THE body of Simeon Roopchand – boyfriend of administrative clerk Marissa Edwards – was found hanging from a tree in the Tabaquite forest on Saturday afternoon. Edwards, missing since September 18, is still unaccounted for.
Team captain of the Hunters' Search and Rescue Team, Vallence Rambharat, confirmed the discovery of Roopchand's body saying members of the team journeyed about a kilometre into the forest where they came across his body at 4 pm.
Roopchand was the last person Edwards was in company with before she went missing.
He was not seen or heard from since he was confronted by Edwards' family, the day after she went out with him and subsequently went missing. Edwards' relatives identified the 51-year-old PH taxi driver's body by the clothing he was wearing.

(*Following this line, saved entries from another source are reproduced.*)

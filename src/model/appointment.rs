use chrono::{DateTime, Utc};
use serde::{Deserialize, Serialize};
use std::fmt;
use utoipa::ToSchema;

/// Lifecycle status of an appointment.
///
/// Serialized with the salon's Portuguese labels.
#[derive(Debug, Clone, Copy, Default, PartialEq, Eq, Hash, Serialize, Deserialize, ToSchema)]
pub enum AppointmentStatus {
    #[default]
    #[serde(rename = "pendente")]
    Pending,
    #[serde(rename = "confirmado")]
    Confirmed,
    #[serde(rename = "cancelado")]
    Cancelled,
    #[serde(rename = "concluido")]
    Completed,
}

impl AppointmentStatus {
    pub fn as_str(&self) -> &'static str {
        match self {
            Self::Pending => "pendente",
            Self::Confirmed => "confirmado",
            Self::Cancelled => "cancelado",
            Self::Completed => "concluido",
        }
    }
}

impl fmt::Display for AppointmentStatus {
    fn fmt(&self, f: &mut fmt::Formatter<'_>) -> fmt::Result {
        f.write_str(self.as_str())
    }
}

#[derive(Debug, Clone, PartialEq, Serialize, Deserialize, ToSchema)]
#[serde(rename_all = "camelCase", deny_unknown_fields)]
pub struct AddOnDto {
    pub name: String,
    pub price: f64,
    #[serde(default)]
    pub per_unit: bool,
    #[serde(default = "default_quantity")]
    pub quantity: u32,
}

fn default_quantity() -> u32 {
    1
}

#[derive(Debug, Clone, PartialEq, Serialize, Deserialize, ToSchema)]
#[serde(rename_all = "camelCase")]
pub struct AppointmentDto {
    pub id: i32,
    pub service_id: i32,
    pub estimated_duration: String,
    pub scheduled_at: DateTime<Utc>,
    pub client_id: i32,
    pub staff_id: i32,
    pub status: AppointmentStatus,
    pub add_ons: Vec<AddOnDto>,
    pub version: i32,
    pub created_at: DateTime<Utc>,
}

#[derive(Debug, Clone, Serialize, Deserialize, ToSchema)]
#[serde(rename_all = "camelCase", deny_unknown_fields)]
pub struct CreateAppointmentDto {
    pub service_id: i32,
    pub estimated_duration: String,
    pub scheduled_at: DateTime<Utc>,
    /// Defaults to the logged in user when omitted.
    #[serde(default)]
    pub client_id: Option<i32>,
    pub staff_id: i32,
    #[serde(default)]
    pub status: Option<AppointmentStatus>,
    #[serde(default)]
    pub add_ons: Vec<AddOnDto>,
}

/// Partial update of an appointment. Absent fields are left untouched.
#[derive(Debug, Clone, Default, Serialize, Deserialize, ToSchema)]
#[serde(rename_all = "camelCase", deny_unknown_fields)]
pub struct UpdateAppointmentDto {
    pub service_id: Option<i32>,
    pub estimated_duration: Option<String>,
    pub scheduled_at: Option<DateTime<Utc>>,
    pub client_id: Option<i32>,
    pub staff_id: Option<i32>,
    pub status: Option<AppointmentStatus>,
    pub add_ons: Option<Vec<AddOnDto>>,
    /// Version the caller last saw; the update is refused if the stored version differs.
    pub version: Option<i32>,
}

Rambharat said a cutlass and cellphone were found near the man’s body.
Roopchand's car was found abandoned in Tabaquite near the entrance to the forest last Tuesday.

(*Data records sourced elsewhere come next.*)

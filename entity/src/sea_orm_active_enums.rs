use sea_orm::entity::prelude::*;

#[derive(Debug, Clone, Copy, PartialEq, Eq, EnumIter, DeriveActiveEnum)]
#[sea_orm(rs_type = "String", db_type = "String(StringLen::N(16))")]
pub enum AppointmentStatus {
    #[sea_orm(string_value = "pendente")]
    Pending,
    #[sea_orm(string_value = "confirmado")]
    Confirmed,
    #[sea_orm(string_value = "cancelado")]
    Cancelled,
    #[sea_orm(string_value = "concluido")]
    Completed,
}

#[derive(Debug, Clone, Copy, PartialEq, Eq, EnumIter, DeriveActiveEnum)]
#[sea_orm(rs_type = "String", db_type = "String(StringLen::N(16))")]
pub enum UserRole {
    #[sea_orm(string_value = "cliente")]
    Client,
    #[sea_orm(string_value = "manicure")]
    Manicure,
    #[sea_orm(string_value = "admin")]
    Admin,
}
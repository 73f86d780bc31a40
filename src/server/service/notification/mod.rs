//! Outbound email and SMS.
//!
//! Sending never fails from the caller's point of view. When a provider is not
//! configured or rejects the message, the sender logs a warning and reports
//! `Delivery::Simulated` with the reason, and the request that triggered the message
//! still succeeds.

pub mod email;
pub mod sms;

use crate::model::notification::DeliveryDebugDto;

/// Outcome of an outbound notification.
#[derive(Debug, Clone, PartialEq, Eq)]
pub enum Delivery {
    /// The provider accepted the message.
    Delivered,
    /// Nothing was sent; `reason` explains why.
    Simulated { reason: String },
}

impl Delivery {
    pub fn simulated(reason: impl Into<String>) -> Self {
        Self::Simulated {
            reason: reason.into(),
        }
    }

    pub fn is_delivered(&self) -> bool {
        matches!(self, Self::Delivered)
    }

    /// Debug block returned to the client, present only for simulated deliveries.
    ///
    /// `code` carries a verification code so the flow can be completed without a provider.
    pub fn debug_info(&self, code: Option<String>) -> Option<DeliveryDebugDto> {
        match self {
            Self::Delivered => None,
            Self::Simulated { reason } => Some(DeliveryDebugDto {
                simulated: true,
                reason: reason.clone(),
                code,
            }),
        }
    }
}
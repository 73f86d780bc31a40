use super::*;

/// Tests the first save.
///
/// Verifies that the row is created with only the provided fields set.
///
/// Expected: Ok with name set and other fields empty
#[tokio::test]
async fn creates_row_on_first_save() -> Result<(), DbErr> {
    let test = TestBuilder::new()
        .with_table(entity::prelude::SalonInfo)
        .build()
        .await
        .unwrap();
    let db = test.db.as_ref().unwrap();

    let repo = SalonInfoRepository::new(db);
    let info = repo
        .upsert(UpdateSalonInfoParam {
            name: Some("Esmalteria Central".to_string()),
            ..Default::default()
        })
        .await?;

    assert_eq!(info.name.as_deref(), Some("Esmalteria Central"));
    assert!(info.address.is_none());
    assert!(info.galleries.is_empty());
    assert!(repo.get().await?.is_some());

    Ok(())
}

/// Tests a later partial save.
///
/// Verifies that fields missing from the update keep their stored values.
///
/// Expected: Ok with the earlier name and the new galleries
#[tokio::test]
async fn merges_into_existing_row() -> Result<(), DbErr> {
    let test = TestBuilder::new()
        .with_table(entity::prelude::SalonInfo)
        .build()
        .await
        .unwrap();
    let db = test.db.as_ref().unwrap();

    let repo = SalonInfoRepository::new(db);
    repo.upsert(UpdateSalonInfoParam {
        name: Some("Esmalteria Central".to_string()),
        phone: Some("1133334444".to_string()),
        ..Default::default()
    })
    .await?;

    let info = repo
        .upsert(UpdateSalonInfoParam {
            phone: Some("1155556666".to_string()),
            galleries: Some(vec![PhotoGallery {
                name: "Decoradas".to_string(),
                photos: vec!["https://cdn.example.com/a.jpg".to_string()],
            }]),
            ..Default::default()
        })
        .await?;

    assert_eq!(info.name.as_deref(), Some("Esmalteria Central"));
    assert_eq!(info.phone.as_deref(), Some("1155556666"));
    assert_eq!(info.galleries.len(), 1);
    assert_eq!(info.galleries[0].name, "Decoradas");

    Ok(())
}
use chrono::{DateTime, Utc};
use serde::{Deserialize, Serialize};
use utoipa::ToSchema;

use crate::model::appointment::AddOnDto;

#[derive(Debug, Clone, PartialEq, Serialize, Deserialize, ToSchema)]
#[serde(rename_all = "camelCase")]
pub struct SalonServiceDto {
    pub id: i32,
    pub name: String,
    pub description: Option<String>,
    pub price: f64,
    pub duration: String,
    pub staff_id: Option<i32>,
    pub add_ons: Vec<AddOnDto>,
    pub created_at: DateTime<Utc>,
}

#[derive(Debug, Clone, Serialize, Deserialize, ToSchema)]
#[serde(rename_all = "camelCase", deny_unknown_fields)]
pub struct CreateSalonServiceDto {
    pub name: String,
    #[serde(default)]
    pub description: Option<String>,
    pub price: f64,
    pub duration: String,
    /// Defaults to the creating manicure.
    #[serde(default)]
    pub staff_id: Option<i32>,
    #[serde(default)]
    pub add_ons: Vec<AddOnDto>,
}

#[derive(Debug, Clone, Default, Serialize, Deserialize, ToSchema)]
#[serde(rename_all = "camelCase", deny_unknown_fields)]
pub struct UpdateSalonServiceDto {
    pub name: Option<String>,
    pub description: Option<String>,
    pub price: Option<f64>,
    pub duration: Option<String>,
    pub staff_id: Option<i32>,
    pub add_ons: Option<Vec<AddOnDto>>,
}
use crate::{
    model::appointment::AppointmentStatus,
    server::{
        data::appointment::AppointmentRepository,
        model::appointment::{AppointmentChanges, AppointmentFilter, CreateAppointmentParam},
    },
};
use sea_orm::DbErr;
use test_utils::{builder::TestBuilder, factory};

mod create;
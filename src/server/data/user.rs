//! User data repository for database operations.
//!
//! Provides account creation, lookups by ID and email, role-filtered listings and
//! partial updates. Passwords arrive here already hashed.

use chrono::Utc;
use sea_orm::{
    ActiveModelTrait, ActiveValue, ColumnTrait, DatabaseConnection, DbErr, EntityTrait,
    PaginatorTrait, QueryFilter, QueryOrder,
};

use crate::{
    model::user::UserRole,
    server::model::user::{NewUserRecord, User, UserRecordChanges},
};

/// Repository providing database operations for user accounts.
pub struct UserRepository<'a> {
    db: &'a DatabaseConnection,
}

impl<'a> UserRepository<'a> {
    /// Creates a new UserRepository instance.
    pub fn new(db: &'a DatabaseConnection) -> Self {
        Self { db }
    }

    /// Inserts a new account.
    ///
    /// # Returns
    /// - `Ok(User)` - The created user
    /// - `Err(DbErr)` - Insert failed, including a duplicate email
    pub async fn create(&self, record: NewUserRecord) -> Result<User, DbErr> {
        let entity = entity::user::ActiveModel {
            name: ActiveValue::Set(record.name),
            email: ActiveValue::Set(record.email),
            phone: ActiveValue::Set(record.phone),
            password_hash: ActiveValue::Set(record.password_hash),
            role: ActiveValue::Set(record.role.into()),
            created_at: ActiveValue::Set(Utc::now()),
            ..Default::default()
        }
        .insert(self.db)
        .await?;

        Ok(User::from_entity(entity))
    }

    /// Finds a user by ID.
    ///
    /// # Returns
    /// - `Ok(Some(User))` - User found
    /// - `Ok(None)` - No user with that ID
    /// - `Err(DbErr)` - Database error during query
    pub async fn find_by_id(&self, id: i32) -> Result<Option<User>, DbErr> {
        let entity = entity::prelude::User::find_by_id(id).one(self.db).await?;

        Ok(entity.map(User::from_entity))
    }

    /// Finds a user by email address.
    ///
    /// Emails are stored lowercased, so `email` must already be normalized.
    pub async fn find_by_email(&self, email: &str) -> Result<Option<User>, DbErr> {
        let entity = entity::prelude::User::find()
            .filter(entity::user::Column::Email.eq(email))
            .one(self.db)
            .await?;

        Ok(entity.map(User::from_entity))
    }

    /// Checks whether at least one admin account exists.
    ///
    /// Used at startup to decide whether the configured admin account must be seeded.
    pub async fn admin_exists(&self) -> Result<bool, DbErr> {
        let admin_role: entity::sea_orm_active_enums::UserRole = UserRole::Admin.into();
        let admin_count = entity::prelude::User::find()
            .filter(entity::user::Column::Role.eq(admin_role))
            .count(self.db)
            .await?;

        Ok(admin_count > 0)
    }

    /// Gets all users with pagination, ordered alphabetically by name.
    ///
    /// # Arguments
    /// - `page` - Zero-indexed page number
    /// - `per_page` - Number of users to return per page
    ///
    /// # Returns
    /// - `Ok((users, total))` - Users for the requested page and the total user count
    /// - `Err(DbErr)` - Database error during pagination query
    pub async fn get_all_paginated(
        &self,
        page: u64,
        per_page: u64,
    ) -> Result<(Vec<User>, u64), DbErr> {
        let paginator = entity::prelude::User::find()
            .order_by_asc(entity::user::Column::Name)
            .order_by_asc(entity::user::Column::Id)
            .paginate(self.db, per_page);

        let total = paginator.num_items().await?;
        let entities = paginator.fetch_page(page).await?;
        let users = entities.into_iter().map(User::from_entity).collect();

        Ok((users, total))
    }

    /// Gets every user with the given role, ordered alphabetically by name.
    pub async fn get_by_role(&self, role: UserRole) -> Result<Vec<User>, DbErr> {
        let role: entity::sea_orm_active_enums::UserRole = role.into();
        let entities = entity::prelude::User::find()
            .filter(entity::user::Column::Role.eq(role))
            .order_by_asc(entity::user::Column::Name)
            .all(self.db)
            .await?;

        Ok(entities.into_iter().map(User::from_entity).collect())
    }

    /// Applies a partial update.
    ///
    /// # Returns
    /// - `Ok(Some(User))` - Updated user, or the unchanged user if `changes` is empty
    /// - `Ok(None)` - No user with that ID
    /// - `Err(DbErr)` - Database error during query or update
    pub async fn update(&self, id: i32, changes: UserRecordChanges) -> Result<Option<User>, DbErr> {
        let Some(existing) = entity::prelude::User::find_by_id(id).one(self.db).await? else {
            return Ok(None);
        };

        let mut active_model: entity::user::ActiveModel = existing.clone().into();

        if let Some(name) = changes.name {
            active_model.name = ActiveValue::Set(name);
        }
        if let Some(email) = changes.email {
            active_model.email = ActiveValue::Set(email);
        }
        if let Some(phone) = changes.phone {
            active_model.phone = ActiveValue::Set(Some(phone));
        }
        if let Some(role) = changes.role {
            active_model.role = ActiveValue::Set(role.into());
        }
        if let Some(password_hash) = changes.password_hash {
            active_model.password_hash = ActiveValue::Set(password_hash);
        }

        if !active_model.is_changed() {
            return Ok(Some(User::from_entity(existing)));
        }

        let entity = active_model.update(self.db).await?;

        Ok(Some(User::from_entity(entity)))
    }

    /// Deletes a user. Returns `false` when no user had that ID.
    pub async fn delete(&self, id: i32) -> Result<bool, DbErr> {
        let result = entity::prelude::User::delete_by_id(id).exec(self.db).await?;

        Ok(result.rows_affected > 0)
    }
}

Rambharat said his team was searching near the car for Edward’s body as they suspect she too may have been killed. The surrounding area near to where Roopchand's car was found was searched twice.

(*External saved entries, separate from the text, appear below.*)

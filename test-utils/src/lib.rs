//! Salon Test Utils
//!
//! Shared testing utilities for the salon backend. Provides a builder for test contexts
//! backed by in-memory SQLite databases, plus factories that insert entities with sensible
//! defaults.
//!
//! # Overview
//!
//! - **TestBuilder**: Fluent builder for configuring which tables a test needs
//! - **TestContext**: Test environment holding the database connection and session
//! - **TestError**: Errors that can occur during test setup
//! - **factory**: Entity factories (`create_client`, `create_appointment`, ...)
//!
//! # Usage
//!
//! ```rust,ignore
//! use test_utils::{builder::TestBuilder, factory};
//!
//! #[tokio::test]
//! async fn books_appointment() -> Result<(), sea_orm::DbErr> {
//!     let test = TestBuilder::new().with_booking_tables().build().await.unwrap();
//!     let db = test.db.as_ref().unwrap();
//!
//!     let (client, staff, service, appointment) =
//!         factory::helpers::create_appointment_with_dependencies(db).await?;
//!
//!     Ok(())
//! }
//! ```

pub mod builder;
pub mod context;
pub mod error;
pub mod factory;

On Saturday, a man who was walking through the forest found Roopchand's body and alerted the search and rescue team.
Roopchand and Edwards, an administrative clerk at the UWI’s Faculty of Medicine, left her John Eli Road, Freeport home on September 18. She told relatives she was going out with Roopchand, who she had been in an on-again off-again relationship for about two years.
At the time, the 39-year-old woman was wearing a black and purple dress, black sandals and black clutch purse.
Roopchand told relatives last Monday that he dropped Edwards off at the side of the highway just before midnight, because he had to get gas, and she wanted to get home.
Relatives became suspicious after they tracked her phone signal at a gas station in Couva at 4 am earlier that day. But before they could question him further, Roopchand left and was never seen or heard from again.
On Friday, relatives said they were still clinging to hope that Edwards could still be alive. On Sunday they said they continue to cling to hope.
“We still have hope, even if it reaches five per cent. Faith the size of a mustard seed can move mountains, so we have hope and faith,” a relative said.